__How to complete this task__: Copy each line below holding "buffer".
________________________
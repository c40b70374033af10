//! Linear domain-to-range mapping for chart axes.

/// Maps a data domain onto pixel coordinates.
///
/// The range may be inverted (`range_min > range_max`), which is how the
/// vertical axis maps fractions onto a top-left-origin canvas.
#[derive(Debug, Clone, Copy)]
pub struct LinearScale {
    domain_min: f64,
    domain_max: f64,
    range_min: f64,
    range_max: f64,
}

impl LinearScale {
    pub fn new(domain_min: f64, domain_max: f64, range_min: f64, range_max: f64) -> Self {
        LinearScale {
            domain_min,
            domain_max,
            range_min,
            range_max,
        }
    }

    /// Map a domain value into the range, clamped to the range ends.
    /// A degenerate domain (zero or negative width) maps everything to
    /// the range start.
    pub fn map(&self, value: f64) -> f64 {
        let span = self.domain_max - self.domain_min;
        if span <= 0.0 {
            return self.range_min;
        }
        let t = ((value - self.domain_min) / span).clamp(0.0, 1.0);
        self.range_min + t * (self.range_max - self.range_min)
    }

    /// `count + 1` evenly spaced domain values covering the domain ends.
    pub fn ticks(&self, count: usize) -> Vec<f64> {
        if count == 0 {
            return vec![self.domain_min];
        }
        let span = self.domain_max - self.domain_min;
        (0..=count)
            .map(|index| self.domain_min + span * index as f64 / count as f64)
            .collect()
    }
}

#[cfg(test)]
mod tests {
    use super::*;

    #[test]
    fn test_endpoints_map_to_range_ends() {
        let scale = LinearScale::new(0.0, 10.0, 100.0, 500.0);
        assert!((scale.map(0.0) - 100.0).abs() < 1e-10);
        assert!((scale.map(10.0) - 500.0).abs() < 1e-10);
        assert!((scale.map(5.0) - 300.0).abs() < 1e-10);
    }

    #[test]
    fn test_out_of_domain_values_clamp() {
        let scale = LinearScale::new(0.0, 10.0, 100.0, 500.0);
        assert!((scale.map(-3.0) - 100.0).abs() < 1e-10);
        assert!((scale.map(42.0) - 500.0).abs() < 1e-10);
    }

    #[test]
    fn test_inverted_range_for_vertical_axis() {
        // Fractions 0..1 onto pixel rows 560 (bottom) .. 40 (top).
        let scale = LinearScale::new(0.0, 1.0, 560.0, 40.0);
        assert!((scale.map(0.0) - 560.0).abs() < 1e-10);
        assert!((scale.map(1.0) - 40.0).abs() < 1e-10);
        assert!((scale.map(0.5) - 300.0).abs() < 1e-10);
    }

    #[test]
    fn test_degenerate_domain_collapses() {
        let scale = LinearScale::new(0.0, 0.0, 100.0, 500.0);
        assert!((scale.map(0.0) - 100.0).abs() < 1e-10);
        assert!((scale.map(7.0) - 100.0).abs() < 1e-10);
    }

    #[test]
    fn test_tick_spacing() {
        let scale = LinearScale::new(0.0, 100.0, 0.0, 1.0);
        let ticks = scale.ticks(4);
        assert_eq!(ticks.len(), 5);
        assert!((ticks[0] - 0.0).abs() < 1e-10);
        assert!((ticks[2] - 50.0).abs() < 1e-10);
        assert!((ticks[4] - 100.0).abs() < 1e-10);
    }

    #[test]
    fn test_zero_tick_count() {
        let scale = LinearScale::new(2.0, 8.0, 0.0, 1.0);
        assert_eq!(scale.ticks(0), vec![2.0]);
    }
}
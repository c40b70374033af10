// ─────────────────────────────────────────────────────────────────────
// SCPN Decay Lab — Simulation State
// © 1998–2026 Miroslav Šotek. All rights reserved.
// Contact: www.anulum.li | protoscience@anulum.li
// ORCID: https://orcid.org/0009-0009-3560-0851
// License: GNU AGPL v3 | Commercial licensing available
// ─────────────────────────────────────────────────────────────────────
use std::collections::BTreeMap;

use serde::Serialize;

/// Per-step inventory: isotope identifier -> relative abundance.
///
/// Fractions are unitless relative quantities. They need not sum to 1 and
/// may transiently exceed the seeded total when branch fractions overlap.
/// Each step produces a fresh map; recorded history is never mutated.
/// Identifier-ordered so stepping and recording walk entries in the same
/// order on every run, keeping results bit-reproducible.
pub type Inventory = BTreeMap<String, f64>;

/// Recorded time series of a simulation run.
///
/// One series per isotope that existed at any point in the run, each an
/// append-only sequence of (elapsed seconds, fraction) samples. Isotopes
/// born mid-run as daughters get a series that starts partway through, so
/// series lengths are not required to match.
#[derive(Debug, Clone, Serialize)]
pub struct DecayHistory {
    /// Number of recorded samples per full-length series.
    pub steps: usize,
    /// Width of one sub-interval [s].
    pub step_size_s: f64,
    /// Samples keyed by isotope identifier, in identifier order.
    pub series: BTreeMap<String, Vec<(f64, f64)>>,
}

impl DecayHistory {
    pub fn new(steps: usize, step_size_s: f64) -> Self {
        DecayHistory {
            steps,
            step_size_s,
            series: BTreeMap::new(),
        }
    }

    /// Append one sample per isotope present in `inventory` at `elapsed_s`.
    pub fn record(&mut self, elapsed_s: f64, inventory: &Inventory) {
        for (identifier, fraction) in inventory {
            self.series
                .entry(identifier.clone())
                .or_default()
                .push((elapsed_s, *fraction));
        }
    }

    /// Samples for one isotope, or `None` if it never appeared.
    pub fn series_for(&self, identifier: &str) -> Option<&[(f64, f64)]> {
        self.series.get(identifier).map(|samples| samples.as_slice())
    }

    /// Identifiers with at least one recorded sample, in identifier order.
    pub fn isotopes(&self) -> impl Iterator<Item = &String> {
        self.series.keys()
    }

    pub fn is_empty(&self) -> bool {
        self.series.is_empty()
    }
}
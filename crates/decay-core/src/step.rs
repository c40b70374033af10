// ─────────────────────────────────────────────────────────────────────
// SCPN Decay Lab — Decay Step
// © 1998–2026 Miroslav Šotek. All rights reserved.
// Contact: www.anulum.li | protoscience@anulum.li
// ORCID: https://orcid.org/0009-0009-3560-0851
// License: GNU AGPL v3 | Commercial licensing available
// ─────────────────────────────────────────────────────────────────────
//! The per-interval decay transformation.

use decay_types::state::Inventory;
use decay_types::table::IsotopeTable;

use crate::isotope::Isotope;

/// Advance an inventory by one interval of `t` seconds.
///
/// Each parent's decay volume is sized from the frozen input inventory and
/// applied to a fresh output map seeded as a copy of the input. No read
/// ever touches a value another parent already modified, so the result is
/// independent of the order entries are visited.
///
/// Identifiers without a reference-table entry are stable: their fractions
/// pass through untouched. Resulting fractions are never clamped or
/// otherwise adjusted after the arithmetic.
pub fn decay_step(inventory: &Inventory, table: &IsotopeTable, t: f64) -> Inventory {
    let mut next = inventory.clone();
    for (identifier, &fraction) in inventory {
        let spec = match table.get(identifier) {
            Some(spec) => spec,
            // Stable species: absent from the table, never decays.
            None => continue,
        };
        let isotope = Isotope::new(identifier, spec);
        let decay_volume = isotope.decay_chance(t) * fraction;
        // A zero volume moves nothing and must not invent zero-valued
        // daughter entries, so the whole transfer is skipped.
        if decay_volume == 0.0 {
            continue;
        }
        if let Some(remaining) = next.get_mut(identifier) {
            *remaining -= decay_volume;
        }
        for (daughter, branch) in isotope.daughters() {
            *next.entry(daughter.clone()).or_insert(0.0) += decay_volume * branch;
        }
    }
    next
}
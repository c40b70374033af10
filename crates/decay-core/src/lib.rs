//! Deterministic decay-chain simulation core.
//!
//! Pure per-interval stepping over an immutable reference table, plus the
//! driver that folds steps into recorded time series.

pub mod driver;
pub mod isotope;
pub mod step;
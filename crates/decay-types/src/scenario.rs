// ─────────────────────────────────────────────────────────────────────
// SCPN Decay Lab — Scenario Config
// © 1998–2026 Miroslav Šotek. All rights reserved.
// Contact: www.anulum.li | protoscience@anulum.li
// ORCID: https://orcid.org/0009-0009-3560-0851
// License: GNU AGPL v3 | Commercial licensing available
// ─────────────────────────────────────────────────────────────────────
use std::collections::BTreeMap;

use serde::{Deserialize, Serialize};

use crate::error::{DecayError, DecayResult};
use crate::units::time_to_seconds;

/// One runnable simulation scenario.
/// Maps 1:1 to the scenarios/*.json schema.
#[derive(Debug, Clone, Serialize, Deserialize)]
pub struct Scenario {
    pub name: String,
    /// Initial inventory: isotope identifier -> starting fraction.
    pub seeds: BTreeMap<String, f64>,
    /// Total simulated span as a `[value, unit]` pair.
    pub duration: (f64, String),
    /// Number of equal sub-intervals the span is divided into.
    pub divisions: usize,
}

impl Scenario {
    /// Load a scenario from a JSON file and validate it.
    /// A scenario that fails validation never reaches the driver.
    pub fn from_file(path: &str) -> DecayResult<Self> {
        let contents = std::fs::read_to_string(path)?;
        let scenario: Self = serde_json::from_str(&contents)?;
        scenario.validate()?;
        Ok(scenario)
    }

    /// Total duration normalized to seconds.
    pub fn duration_seconds(&self) -> DecayResult<f64> {
        time_to_seconds(self.duration.0, &self.duration.1)
    }

    /// Fail-fast structural checks, applied before any stepping begins.
    pub fn validate(&self) -> DecayResult<()> {
        if self.seeds.is_empty() {
            return Err(DecayError::ConfigError(format!(
                "scenario '{}' has no seed isotopes",
                self.name
            )));
        }
        for (identifier, fraction) in &self.seeds {
            if !fraction.is_finite() || *fraction < 0.0 {
                return Err(DecayError::ConfigError(format!(
                    "scenario '{}': seed fraction for '{}' is {} (must be finite and >= 0)",
                    self.name, identifier, fraction
                )));
            }
        }
        let duration_s = self.duration_seconds()?;
        if !duration_s.is_finite() || duration_s <= 0.0 {
            return Err(DecayError::ConfigError(format!(
                "scenario '{}': duration {} {} is not a positive timespan",
                self.name, self.duration.0, self.duration.1
            )));
        }
        if self.divisions == 0 {
            return Err(DecayError::ConfigError(format!(
                "scenario '{}': divisions must be >= 1",
                self.name
            )));
        }
        Ok(())
    }
}
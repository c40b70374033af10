// ─────────────────────────────────────────────────────────────────────
// SCPN Decay Lab — Time Units
// © 1998–2026 Miroslav Šotek. All rights reserved.
// Contact: www.anulum.li | protoscience@anulum.li
// ORCID: https://orcid.org/0009-0009-3560-0851
// License: GNU AGPL v3 | Commercial licensing available
// ─────────────────────────────────────────────────────────────────────
use crate::constants::{SECONDS_PER_DAY, SECONDS_PER_HOUR, SECONDS_PER_MINUTE, SECONDS_PER_YEAR};
use crate::error::{DecayError, DecayResult};

/// Unit labels accepted by [`time_to_seconds`], in seconds-per-unit order.
pub const RECOGNIZED_UNITS: [&str; 5] = ["s", "min", "h", "d", "yr"];

/// Convert a (value, unit label) pair into seconds.
///
/// Half-lives and durations are stored in whatever unit reads naturally
/// ("8.08e7 yr", "2.552 min") and normalized here exactly once. Any label
/// outside [`RECOGNIZED_UNITS`] is a configuration error, surfaced before
/// a simulation starts.
pub fn time_to_seconds(value: f64, unit: &str) -> DecayResult<f64> {
    let multiplier = match unit {
        "s" => 1.0,
        "min" => SECONDS_PER_MINUTE,
        "h" => SECONDS_PER_HOUR,
        "d" => SECONDS_PER_DAY,
        "yr" => SECONDS_PER_YEAR,
        other => return Err(DecayError::UnrecognizedUnit(other.to_string())),
    };
    Ok(value * multiplier)
}
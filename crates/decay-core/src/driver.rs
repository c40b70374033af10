// ─────────────────────────────────────────────────────────────────────
// SCPN Decay Lab — Simulation Driver
// © 1998–2026 Miroslav Šotek. All rights reserved.
// Contact: www.anulum.li | protoscience@anulum.li
// ORCID: https://orcid.org/0009-0009-3560-0851
// License: GNU AGPL v3 | Commercial licensing available
// ─────────────────────────────────────────────────────────────────────
//! Simulation driver: folds the decay step over a scenario's timespan.

use decay_types::error::{DecayError, DecayResult};
use decay_types::scenario::Scenario;
use decay_types::state::{DecayHistory, Inventory};
use decay_types::table::IsotopeTable;
use tracing::debug;

use crate::step::decay_step;

/// Sequential decay-chain simulator.
///
/// Holds the current inventory and total elapsed time; the reference table
/// is borrowed and never modified. The entire run is one linear fold over
/// the step count, deterministic for identical inputs.
pub struct SimulationDriver<'a> {
    table: &'a IsotopeTable,
    inventory: Inventory,
    elapsed_s: f64,
}

impl<'a> SimulationDriver<'a> {
    /// Create a driver with an explicit seed inventory.
    pub fn new(table: &'a IsotopeTable, seeds: Inventory) -> Self {
        SimulationDriver {
            table,
            inventory: seeds,
            elapsed_s: 0.0,
        }
    }

    /// Create a driver from a validated scenario.
    pub fn from_scenario(table: &'a IsotopeTable, scenario: &Scenario) -> DecayResult<Self> {
        scenario.validate()?;
        Ok(Self::new(table, scenario.seeds.clone()))
    }

    pub fn inventory(&self) -> &Inventory {
        &self.inventory
    }

    pub fn elapsed_s(&self) -> f64 {
        self.elapsed_s
    }

    /// Advance the inventory by one interval of `dt` seconds.
    pub fn step(&mut self, dt: f64) {
        self.inventory = decay_step(&self.inventory, self.table, dt);
        self.elapsed_s += dt;
    }

    /// Fold `divisions` equal steps over `duration_s`, recording the
    /// current inventory at `index * step_size` before each step.
    ///
    /// Every isotope alive at any point gets a series; daughters born
    /// mid-run get one that starts at their first recorded appearance.
    pub fn run(&mut self, duration_s: f64, divisions: usize) -> DecayResult<DecayHistory> {
        if divisions == 0 {
            return Err(DecayError::ConfigError(
                "divisions must be >= 1".to_string(),
            ));
        }
        let step_size_s = duration_s / divisions as f64;
        debug!(duration_s, divisions, step_size_s, "starting decay run");

        let mut history = DecayHistory::new(divisions, step_size_s);
        for index in 0..divisions {
            history.record(index as f64 * step_size_s, &self.inventory);
            self.step(step_size_s);
        }

        debug!(
            elapsed_s = self.elapsed_s,
            species = history.series.len(),
            "decay run complete"
        );
        Ok(history)
    }
}

/// Run one scenario end to end against a reference table.
pub fn run_scenario(table: &IsotopeTable, scenario: &Scenario) -> DecayResult<DecayHistory> {
    let mut driver = SimulationDriver::from_scenario(table, scenario)?;
    driver.run(scenario.duration_seconds()?, scenario.divisions)
}
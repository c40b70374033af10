use thiserror::Error;

#[derive(Error, Debug)]
pub enum DecayError {
    #[error("Unrecognized time unit '{0}' (expected one of: s, min, h, d, yr)")]
    UnrecognizedUnit(String),

    #[error("Invalid half-life for '{isotope}': {value} {unit} (must be finite and > 0)")]
    InvalidHalfLife {
        isotope: String,
        value: f64,
        unit: String,
    },

    #[error("Invalid branch fraction {fraction} for {parent} -> {daughter} (must lie in [0, 1])")]
    InvalidBranch {
        parent: String,
        daughter: String,
        fraction: f64,
    },

    #[error("Configuration error: {0}")]
    ConfigError(String),

    #[error("IO error: {0}")]
    Io(#[from] std::io::Error),

    #[error("JSON error: {0}")]
    Json(#[from] serde_json::Error),
}

pub type DecayResult<T> = Result<T, DecayError>;
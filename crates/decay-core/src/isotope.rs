// ─────────────────────────────────────────────────────────────────────
// SCPN Decay Lab — Isotope
// © 1998–2026 Miroslav Šotek. All rights reserved.
// Contact: www.anulum.li | protoscience@anulum.li
// ORCID: https://orcid.org/0009-0009-3560-0851
// License: GNU AGPL v3 | Commercial licensing available
// ─────────────────────────────────────────────────────────────────────
//! Radioactive isotope value object.
//!
//! A transient view over one reference-table entry, constructed per decay
//! evaluation. Nothing here owns state: the table owns the physics data,
//! the inventory owns the quantities.

use std::collections::BTreeMap;

use decay_types::table::IsotopeSpec;

/// One radioactive species, borrowed from the reference table.
#[derive(Debug, Clone, Copy)]
pub struct Isotope<'a> {
    identifier: &'a str,
    spec: &'a IsotopeSpec,
}

impl<'a> Isotope<'a> {
    pub fn new(identifier: &'a str, spec: &'a IsotopeSpec) -> Self {
        Isotope { identifier, spec }
    }

    pub fn identifier(&self) -> &str {
        self.identifier
    }

    /// Half-life [s].
    pub fn half_life_s(&self) -> f64 {
        self.spec.half_life_s
    }

    /// Branch fractions per daughter, in identifier order.
    pub fn daughters(&self) -> &'a BTreeMap<String, f64> {
        &self.spec.daughters
    }

    /// Probability that a sample of this isotope decays within `t` seconds:
    /// `1 - 2^(-t / half_life)`.
    ///
    /// Closed form of the exponential decay law, exact for any `t`; this is
    /// not a small-step linearization, so step sizes spanning many
    /// half-lives saturate toward 1 instead of overshooting.
    pub fn decay_chance(&self, t: f64) -> f64 {
        1.0 - (-t / self.spec.half_life_s).exp2()
    }
}

/// Equality is by identifier alone. Two views of the same species compare
/// equal even if their reference entries disagree.
impl PartialEq for Isotope<'_> {
    fn eq(&self, other: &Self) -> bool {
        self.identifier == other.identifier
    }
}

impl Eq for Isotope<'_> {}
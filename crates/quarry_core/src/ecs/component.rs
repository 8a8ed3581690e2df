//! # Component System
//!
//! Components are plain data stored per slot in a
//! [`ComponentTable`](super::ComponentTable). Behaviour that must react to
//! their lifecycle is injected through a [`ComponentHook`] rather than
//! living on the component itself.

use super::entity::EntityId;

/// Marker trait for table components.
///
/// Components must be:
/// - `Default`: the zero value written into absent slots, which also drops
///   whatever the previous value owned
/// - `'static`: tables are looked up by `TypeId`
///
/// # Example
///
/// ```rust,ignore
/// #[derive(Clone, Copy, Default)]
/// struct Position { x: f32, y: f32 }
///
/// impl Component for Position {}
/// ```
pub trait Component: Default + 'static {}

/// Lifecycle callbacks for one component type.
///
/// Every method defaults to a no-op, so implementors only override the
/// points they care about. Hooks run synchronously inside the table
/// operation. "Before" hooks see the value prior to the table's own state
/// change and may modify it; "after" hooks observe the committed state.
///
/// A hook owns no reference to its table, so it cannot re-enter it.
pub trait ComponentHook<T: Component> {
    /// A value is about to be attached to an entity that had none.
    fn before_set(&mut self, _entity: EntityId, _component: &mut T) {}

    /// A fresh value was attached.
    fn after_set(&mut self, _entity: EntityId, _component: &T) {}

    /// An existing value is about to be overwritten with `incoming`.
    fn before_replace(&mut self, _entity: EntityId, _current: &mut T, _incoming: &mut T) {}

    /// An existing value was overwritten.
    fn after_replace(&mut self, _entity: EntityId, _component: &T) {}

    /// A value is about to be detached and reset to its default.
    fn before_delete(&mut self, _entity: EntityId, _component: &mut T) {}

    /// A value was detached.
    fn after_delete(&mut self, _entity: EntityId) {}
}

#[cfg(test)]
mod tests {
    use super::*;

    #[derive(Default)]
    struct Health(u32);

    impl Component for Health {}

    struct Clamp;

    impl ComponentHook<Health> for Clamp {
        fn before_set(&mut self, _entity: EntityId, component: &mut Health) {
            component.0 = component.0.min(100);
        }
    }

    #[test]
    fn test_default_hooks_are_noops() {
        let mut hook = Clamp;
        let id = EntityId::new(1, 0, 0);

        let mut value = Health(250);
        hook.before_set(id, &mut value);
        assert_eq!(value.0, 100);

        let mut current = Health(1);
        let mut incoming = Health(2);
        hook.before_replace(id, &mut current, &mut incoming);
        hook.after_delete(id);
        assert_eq!((current.0, incoming.0), (1, 2));
    }
}
//! # Memory Management
//!
//! Recycled query containers and the packed singleton buffer.
//!
//! ## Design Philosophy
//!
//! Both structures allocate up front and then reuse:
//! - Query results cycle through the [`ResultPool`]
//! - Shared components live at fixed offsets in one [`SharedStore`] buffer

mod pool;
mod shared;

pub use pool::{EntityList, IndexSet, Pooled, Recyclable, ResultPool, ScratchList};
pub use shared::{PinnedSlot, SharedEntryView, SharedStore, SHARED_ALIGNMENT};
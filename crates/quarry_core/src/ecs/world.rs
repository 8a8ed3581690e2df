//! # World
//!
//! The top-level container: a fixed-capacity registry of sub-worlds, the
//! world-wide serial issuer, a world-scope shared store and the result
//! pool every sub-world draws from.

use std::any::{type_name, TypeId};
use std::collections::HashMap;
use std::rc::Rc;

use tracing::debug;

use super::entity::EntityId;
use super::sub_world::SubWorld;
use crate::config::WorldConfig;
use crate::error::{EcsError, EcsResult};
use crate::memory::{ResultPool, SharedStore};

/// Container for every sub-world and entity.
///
/// Sub-worlds are keyed by a marker type chosen by the caller.
///
/// # Example
///
/// ```rust,ignore
/// struct Terrain;
///
/// let mut world = World::new(WorldConfig::default())?;
/// world.register_sub_world::<Terrain, _>(|sub| {
///     sub.register::<Position>(None)?;
///     Ok(())
/// })?;
///
/// let rock = world.create_entity::<Terrain>()?;
/// world.sub_world_mut::<Terrain>()?.set(rock, Position::default())?;
/// ```
pub struct World {
    config: WorldConfig,
    sub_worlds: Vec<SubWorld>,
    markers: HashMap<TypeId, u16>,
    /// Next serial to hand out. Kept wider than `u32` to detect exhaustion.
    next_serial: u64,
    shared: SharedStore,
    pool: Rc<ResultPool>,
}

impl World {
    /// Creates an empty world.
    ///
    /// # Errors
    ///
    /// [`EcsError::InvalidConfig`] if `config` does not validate.
    pub fn new(config: WorldConfig) -> EcsResult<Self> {
        config.validate()?;
        let pool = Rc::new(ResultPool::from_config(&config));
        Ok(Self {
            sub_worlds: Vec::with_capacity(config.max_sub_worlds),
            markers: HashMap::with_capacity(config.max_sub_worlds),
            next_serial: 1,
            shared: SharedStore::from_config(&config),
            pool,
            config,
        })
    }

    /// Creates a world from a TOML configuration document.
    ///
    /// # Errors
    ///
    /// [`EcsError::InvalidConfig`] on malformed or invalid configuration.
    pub fn from_toml_str(source: &str) -> EcsResult<Self> {
        Self::new(WorldConfig::from_toml_str(source)?)
    }

    /// The configuration this world was built with.
    #[inline]
    #[must_use]
    pub const fn config(&self) -> &WorldConfig {
        &self.config
    }

    /// Adds a sub-world keyed by `K` and lets `setup` register its types.
    ///
    /// Returns the new sub-world's id.
    ///
    /// # Errors
    ///
    /// - [`EcsError::AlreadyRegistered`] if `K` is taken
    /// - [`EcsError::CapacityExceeded`] past `max_sub_worlds`
    /// - Whatever `setup` returns; the sub-world is discarded in that case
    pub fn register_sub_world<K, F>(&mut self, setup: F) -> EcsResult<u16>
    where
        K: 'static,
        F: FnOnce(&mut SubWorld) -> EcsResult<()>,
    {
        let marker = TypeId::of::<K>();
        if self.markers.contains_key(&marker) {
            return Err(EcsError::AlreadyRegistered {
                type_name: type_name::<K>(),
            });
        }
        let full = EcsError::CapacityExceeded {
            what: "sub-worlds",
            capacity: self.config.max_sub_worlds,
        };
        if self.sub_worlds.len() >= self.config.max_sub_worlds {
            return Err(full);
        }
        let id = u16::try_from(self.sub_worlds.len()).map_err(|_| full)?;

        let mut sub_world = SubWorld::new(id, &self.config, Rc::clone(&self.pool))?;
        setup(&mut sub_world)?;
        self.sub_worlds.push(sub_world);
        self.markers.insert(marker, id);
        debug!(sub_world = id, marker = type_name::<K>(), "sub-world registered");
        Ok(id)
    }

    /// Id of the sub-world keyed by `K`.
    ///
    /// # Errors
    ///
    /// [`EcsError::Unregistered`] if no sub-world uses `K`.
    pub fn sub_world_id<K: 'static>(&self) -> EcsResult<u16> {
        self.markers
            .get(&TypeId::of::<K>())
            .copied()
            .ok_or(EcsError::Unregistered {
                type_name: type_name::<K>(),
            })
    }

    /// The sub-world keyed by `K`.
    ///
    /// # Errors
    ///
    /// [`EcsError::Unregistered`] if no sub-world uses `K`.
    pub fn sub_world<K: 'static>(&self) -> EcsResult<&SubWorld> {
        let id = self.sub_world_id::<K>()?;
        self.sub_world_by_id(id)
    }

    /// Mutable counterpart of [`World::sub_world`].
    ///
    /// # Errors
    ///
    /// [`EcsError::Unregistered`] if no sub-world uses `K`.
    pub fn sub_world_mut<K: 'static>(&mut self) -> EcsResult<&mut SubWorld> {
        let id = self.sub_world_id::<K>()?;
        self.sub_world_by_id_mut(id)
    }

    /// The sub-world with the given id.
    ///
    /// # Errors
    ///
    /// [`EcsError::SubWorldNotFound`] for unknown ids.
    pub fn sub_world_by_id(&self, id: u16) -> EcsResult<&SubWorld> {
        self.sub_worlds
            .get(usize::from(id))
            .ok_or(EcsError::SubWorldNotFound { id })
    }

    /// Mutable counterpart of [`World::sub_world_by_id`].
    ///
    /// # Errors
    ///
    /// [`EcsError::SubWorldNotFound`] for unknown ids.
    pub fn sub_world_by_id_mut(&mut self, id: u16) -> EcsResult<&mut SubWorld> {
        self.sub_worlds
            .get_mut(usize::from(id))
            .ok_or(EcsError::SubWorldNotFound { id })
    }

    /// The sub-world `entity` belongs to, by its handle.
    ///
    /// # Errors
    ///
    /// [`EcsError::SubWorldNotFound`] if the handle names no sub-world.
    pub fn sub_world_of(&self, entity: EntityId) -> EcsResult<&SubWorld> {
        self.sub_world_by_id(entity.sub_world())
    }

    /// Mutable counterpart of [`World::sub_world_of`].
    ///
    /// # Errors
    ///
    /// [`EcsError::SubWorldNotFound`] if the handle names no sub-world.
    pub fn sub_world_of_mut(&mut self, entity: EntityId) -> EcsResult<&mut SubWorld> {
        self.sub_world_by_id_mut(entity.sub_world())
    }

    /// Number of registered sub-worlds.
    #[inline]
    #[must_use]
    pub fn sub_world_count(&self) -> usize {
        self.sub_worlds.len()
    }

    /// Iterates the sub-worlds in id order.
    pub fn sub_worlds(&self) -> impl Iterator<Item = &SubWorld> {
        self.sub_worlds.iter()
    }

    /// Creates an entity in the sub-world keyed by `K`.
    ///
    /// # Errors
    ///
    /// - [`EcsError::Unregistered`] if no sub-world uses `K`
    /// - [`EcsError::CapacityExceeded`] when serials or slots run out
    pub fn create_entity<K: 'static>(&mut self) -> EcsResult<EntityId> {
        let id = self.sub_world_id::<K>()?;
        let serial = u32::try_from(self.next_serial).map_err(|_| EcsError::CapacityExceeded {
            what: "entity serials",
            capacity: u32::MAX as usize,
        })?;
        let entity = self.sub_world_by_id_mut(id)?.create_entity(serial)?;
        self.next_serial += 1;
        Ok(entity)
    }

    /// Deletes an entity from whichever sub-world owns it.
    ///
    /// # Errors
    ///
    /// - [`EcsError::SubWorldNotFound`] if the handle names no sub-world
    /// - [`SubWorld::delete_entity`] errors
    pub fn delete_entity(&mut self, entity: EntityId) -> EcsResult<()> {
        self.sub_world_of_mut(entity)?.delete_entity(entity)
    }

    /// Checks whether `entity` is live in its sub-world.
    #[must_use]
    pub fn contains(&self, entity: EntityId) -> bool {
        self.sub_world_of(entity)
            .is_ok_and(|sub_world| sub_world.contains(entity))
    }

    /// Number of live entities across every sub-world.
    #[must_use]
    pub fn len(&self) -> usize {
        self.sub_worlds.iter().map(SubWorld::len).sum()
    }

    /// Checks if no entity is live anywhere.
    #[must_use]
    pub fn is_empty(&self) -> bool {
        self.sub_worlds.iter().all(SubWorld::is_empty)
    }

    /// World-scope shared store.
    #[inline]
    #[must_use]
    pub const fn shared(&self) -> &SharedStore {
        &self.shared
    }

    /// Mutable world-scope shared store.
    #[inline]
    pub fn shared_mut(&mut self) -> &mut SharedStore {
        &mut self.shared
    }

    /// The pool shared by every sub-world.
    #[inline]
    #[must_use]
    pub fn pool(&self) -> &Rc<ResultPool> {
        &self.pool
    }
}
________________________
__Output of the task__:
//! Recycled query containers and the packed singleton buffer.
//! - Shared components live at fixed offsets in one [`SharedStore`] buffer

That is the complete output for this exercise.